Simultaneous saccharification and fermentation processes (SSF) involve hydrolysis of polysaccharides to monosaccharides and their conversion to ethanol by microorganism(s) in the same reactor vessel. This type of process has several advantages over the use of separate hydrolysis and fermentation processes, such as increased rate of saccharification because of lower inhibition by saccharification products, reduced total conversion time for saccharification and fermentation, and lower capital costs for equipment.9)

To improve the efficiency of ethanol production, reuse of microbial cells represents a potentially useful technique because reused cells adapt to the fermentation conditions and achieve higher ethanol production efficiency than the corresponding fresh cells.10) The current reuse methods, however, cannot easily be applied to SSF of lignocellulosic materials because of inefficient recovery of cells in a slurry of partially degraded lignocellulosic materials. Many attempts to integrate a cell reuse step with SSF have been reported, and Matano et al.11) have recently demonstrated that free cells can be collected and reused by a two-phase separation process comprising rough removal of lignocellulosic residue by low-speed centrifugation followed by cell recovery using high-speed centrifugation.
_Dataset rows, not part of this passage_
#[cfg(test)]
mod tests {
    use super::*;
    use crate::units::dimension::BaseUnit;
    use approx::assert_relative_eq;
    use ndarray::array;

    // -------------------------------------------------------------------------
    // Scope
    // -----
    // These tests cover:
    // - Dimension checks in add/sub/rem and the ordering comparisons.
    // - Dimension combination in mul/div/pow and label composition.
    // - Promotion of bare numbers and explicit unwrapping.
    // - Conversions and the three formatting entry points.
    //
    // They intentionally DO NOT cover:
    // - Catalog contents, which are tested in `catalog`.
    // -------------------------------------------------------------------------

    fn metres(v: f64) -> Quantity {
        Quantity::new(v, Dimension::base(BaseUnit::Metre))
    }

    fn seconds(v: f64) -> Quantity {
        Quantity::new(v, Dimension::base(BaseUnit::Second))
    }

    #[test]
    // Purpose
    // -------
    // Verify that adding quantities of different dimensions fails while
    // equal dimensions add their payloads.
    //
    // Given
    // -----
    // - 2 m + 3 m and 2 m + 1 s.
    //
    // Expect
    // ------
    // - 5 m; `DimensionMismatch { left: m, right: s }`.
    fn add_requires_equal_dimensions() {
        // Arrange
        let a = metres(2.0);

        // Act
        let sum = a.add(metres(3.0)).unwrap();
        let err = a.add(seconds(1.0)).unwrap_err();

        // Assert
        assert_eq!(sum, metres(5.0));
        assert_eq!(
            err,
            QuantityError::DimensionMismatch {
                left: Dimension::base(BaseUnit::Metre),
                right: Dimension::base(BaseUnit::Second),
            }
        );
    }

    #[test]
    // Purpose
    // -------
    // Check that `(a / b) * b` recovers `a` and that dimensions combine.
    //
    // Given
    // -----
    // - a = 7 m, b = 3 s.
    //
    // Expect
    // ------
    // - a / b has dimension m/s; (a / b) * b ≈ 7 m.
    fn div_then_mul_recovers_original() {
        let a = metres(7.0);
        let b = seconds(3.0);

        let speed = a.div(&b).unwrap();
        let back = speed.mul(&b).unwrap();

        assert_eq!(speed.dimension().to_string(), "m/s");
        assert_eq!(back.dimension(), a.dimension());
        assert_relative_eq!(back.magnitude().as_real().unwrap(), 7.0, max_relative = 1e-15);
    }

    #[test]
    // Purpose
    // -------
    // Bare numbers are promoted to dimensionless quantities.
    //
    // Given
    // -----
    // - 1 m + 1.0 and (2.0 dimensionless) + 1.0.
    //
    // Expect
    // ------
    // - The first fails; the second unwraps to `Number(Real(3.0))`.
    fn bare_numbers_promote_to_dimensionless() {
        let err = metres(1.0).add(1.0);
        let ok = Quantity::dimensionless(2.0).add(1.0).unwrap();

        assert!(matches!(err, Err(QuantityError::DimensionMismatch { .. })));
        assert_eq!(ok.unwrap_dimensionless(), Operand::Number(Magnitude::Real(3.0)));
    }

    #[test]
    // Purpose
    // -------
    // Ensure a dimensioned result is not unwrapped and conversions reject it.
    //
    // Given
    // -----
    // - 4 m.
    //
    // Expect
    // ------
    // - `unwrap_dimensionless` returns `Operand::Quantity`; `to_scalar`
    //   fails with `UnitConversion`.
    fn conversions_require_dimensionless() {
        let q = metres(4.0);

        assert!(matches!(q.clone().unwrap_dimensionless(), Operand::Quantity(_)));
        assert!(matches!(q.to_scalar(), Err(QuantityError::UnitConversion { .. })));
        assert_eq!(Quantity::dimensionless(-2.7).to_integer().unwrap(), -2);
        assert_eq!(Quantity::dimensionless(2.0).to_complex().unwrap(), Complex64::new(2.0, 0.0));
    }

    #[test]
    // Purpose
    // -------
    // Verify `pow` validates the exponent and scales the dimension.
    //
    // Given
    // -----
    // - (3 m) ** 2, (4 m) ** 0.5, (3 m) ** (1 s), (3 m) ** (1 + 1j).
    //
    // Expect
    // ------
    // - 9 m**2; 2 m**0.5; `InvalidExponent` for the last two.
    fn pow_validates_exponent() {
        let sq = metres(3.0).pow(2.0).unwrap();
        let root = metres(4.0).pow(0.5).unwrap();

        assert_eq!(sq, Quantity::new(9.0, Dimension::base(BaseUnit::Metre).powf(2.0).unwrap()));
        assert_eq!(root.dimension().to_string(), "m**0.5");
        let with_unit = metres(3.0).pow(seconds(1.0));
        assert!(matches!(with_unit, Err(QuantityError::InvalidExponent { .. })));
        assert!(matches!(
            metres(3.0).pow(Complex64::new(1.0, 1.0)),
            Err(QuantityError::InvalidExponent { .. })
        ));
    }

    #[test]
    // Purpose
    // -------
    // Check the comparison family and its dimension rules.
    //
    // Given
    // -----
    // - 1 m vs 2 m, 1 m vs 1 s, and an array [1, 2, 3] m vs 2 m.
    //
    // Expect
    // ------
    // - `less_than` true; `equals` false across dimensions; ordering across
    //   dimensions fails; elementwise `less_equal` [true, true, false].
    fn comparisons_follow_dimension_rules() {
        let one = metres(1.0);
        let arr = Quantity::new(array![1.0, 2.0, 3.0], Dimension::base(BaseUnit::Metre));

        assert_eq!(one.less_than(metres(2.0)).unwrap(), Truth::Scalar(true));
        assert_eq!(one.equals(seconds(1.0)), Truth::Scalar(false));
        let (greater, unequal) = (one.greater_than(seconds(1.0)), one.not_equal(seconds(1.0)));
        assert!(matches!(greater, Err(QuantityError::DimensionMismatch { .. })));
        assert!(matches!(unequal, Err(QuantityError::DimensionMismatch { .. })));
        assert_eq!(arr.less_equal(metres(2.0)).unwrap(), Truth::Array(array![true, true, false]));
        assert_eq!(Quantity::dimensionless(3.0), Quantity::from(3.0));
    }

    #[test]
    // Purpose
    // -------
    // Modulo is floored and rejects mismatched dimensions.
    //
    // Given
    // -----
    // - (-1 m) % (3 m) and (1 m) % (1 s).
    //
    // Expect
    // ------
    // - 2 m; `DimensionMismatch`.
    fn rem_is_floored_and_unit_checked() {
        assert_eq!(metres(-1.0).rem(metres(3.0)).unwrap(), metres(2.0));
        let mixed = metres(1.0).rem(seconds(1.0));
        assert!(matches!(mixed, Err(QuantityError::DimensionMismatch { .. })));
    }

    #[test]
    // Purpose
    // -------
    // Verify unary operations and the infallible operator impls.
    //
    // Given
    // -----
    // - q = 2 s.
    //
    // Expect
    // ------
    // - -q = -2 s, 1/q = 0.5 1/s, |-q| = 2 s, 3*q = 6 s, q/4 = 0.5 s.
    fn unary_and_scalar_operators() {
        let q = seconds(2.0);

        assert_eq!(-&q, seconds(-2.0));
        assert_eq!(q.recip(), Quantity::new(0.5, Dimension::base(BaseUnit::Second).recip()));
        assert_eq!((-&q).abs(), q);
        assert_eq!(3.0 * &q, seconds(6.0));
        assert_eq!(&q / 4.0, seconds(0.5));
    }

    #[test]
    // Purpose
    // -------
    // Labels compose through mul/div/pow and never affect equality.
    //
    // Given
    // -----
    // - km (labelled 1000 m), h (labelled 3600 s).
    //
    // Expect
    // ------
    // - km/h labelled "km/h"; 1/h labelled "1/h"; (km/h)**2 labelled
    //   "(km/h)**2"; km == 1000 m despite the label.
    fn labels_compose_and_do_not_affect_equality() {
        let km = metres(1000.0).with_label("km");
        let h = seconds(3600.0).with_label("h");

        let speed = km.div(&h).unwrap();

        assert_eq!(speed.label(), Some("km/h"));
        assert_eq!(h.recip().label(), Some("1/h"));
        assert_eq!(speed.powf(2.0).unwrap().label(), Some("(km/h)**2"));
        assert_eq!(km, metres(1000.0));
    }

    #[test]
    // Purpose
    // -------
    // An unlabelled operand with a dimension still shows up in the label.
    //
    // Given
    // -----
    // - km (labelled 1000 m), an unlabelled 1 s, a bare 2.0.
    //
    // Expect
    // ------
    // - km * (1 s) labelled "km*s" and km / (1 s) labelled "km/s".
    // - 2 * km keeps "km"; formatting 6096 m·s in km*s reads "6.096 km*s".
    fn unlabelled_dimensioned_operands_enter_the_label() {
        let km = metres(1000.0).with_label("km");
        let s = Quantity::unit(Dimension::base(BaseUnit::Second));

        let km_s = km.mul(&s).unwrap();

        assert_eq!(km_s.label(), Some("km*s"));
        assert_eq!(km.div(&s).unwrap().label(), Some("km/s"));
        assert_eq!(km.mul(2.0).unwrap().label(), Some("km"));
        assert_eq!(metres(6096.0).mul(&s).unwrap().format_in(&km_s).unwrap(), "6.096 km*s");
    }

    #[test]
    // Purpose
    // -------
    // Check SI formatting and formatting in a target unit.
    //
    // Given
    // -----
    // - 6096 m, formatted plainly and in a 1000 m unit labelled "km";
    //   6096 m formatted in seconds.
    //
    // Expect
    // ------
    // - "6.096E+03  m [PHYS]", "6.096 km", `InvalidUnit`.
    fn format_variants() {
        let q = metres(6096.0);
        let km = metres(1000.0).with_label("km");

        assert_eq!(q.format(), "6.096E+03  m [PHYS]");
        assert_eq!(q.to_string(), q.format());
        assert_eq!(q.format_in(&km).unwrap(), "6.096 km");
        assert!(matches!(q.format_in(&seconds(1.0)), Err(QuantityError::InvalidUnit { .. })));
    }

    #[test]
    // Purpose
    // -------
    // Converting into a unit and multiplying back recovers the value.
    //
    // Given
    // -----
    // - 2.5 km expressed in m.
    //
    // Expect
    // ------
    // - `value_in(m) == 2500`, and 2500 * m == 2.5 km.
    fn value_in_round_trips_through_unit() {
        let km = metres(1000.0).with_label("km");
        let q = 2.5 * &km;

        let value = q.value_in(&metres(1.0)).unwrap();

        assert_eq!(value, Magnitude::Real(2500.0));
        assert_eq!(metres(1.0).mul(value).unwrap(), q);
    }

    #[test]
    // Purpose
    // -------
    // Indexing returns scalar elements and checks bounds.
    //
    // Given
    // -----
    // - [1, 2] s.
    //
    // Expect
    // ------
    // - get(1) = 2 s; get(2) fails with `IndexOutOfBounds`.
    fn get_is_bounds_checked() {
        let arr = Quantity::new(array![1.0, 2.0], Dimension::base(BaseUnit::Second));

        assert_eq!(arr.get(1).unwrap(), seconds(2.0));
        assert_eq!(arr.get(2).unwrap_err(), QuantityError::IndexOutOfBounds { index: 2, len: 2 });
    }
}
This type of system could be demonstrated by integration of a centrifugation facility with SSF equipment.

Another integration strategy employing immobilized cells for continuous use or reuse has been demonstrated previously with the immobilized cell system retaining high cell density and exhibiting prolonged cellular stability. This system exhibited an increased yield of ethanol, improved tolerance to highly concentrated substrate, and reduced end-product inhibition.12)13)14)15) Immobilized yeast beads have also been employed for a repeated-batch SSF process using rice straw (RS) for hexose fermentation.16) In this process, a mesh sieve was used to recover the beads by separation from the filtrate with smaller residues in a slurry.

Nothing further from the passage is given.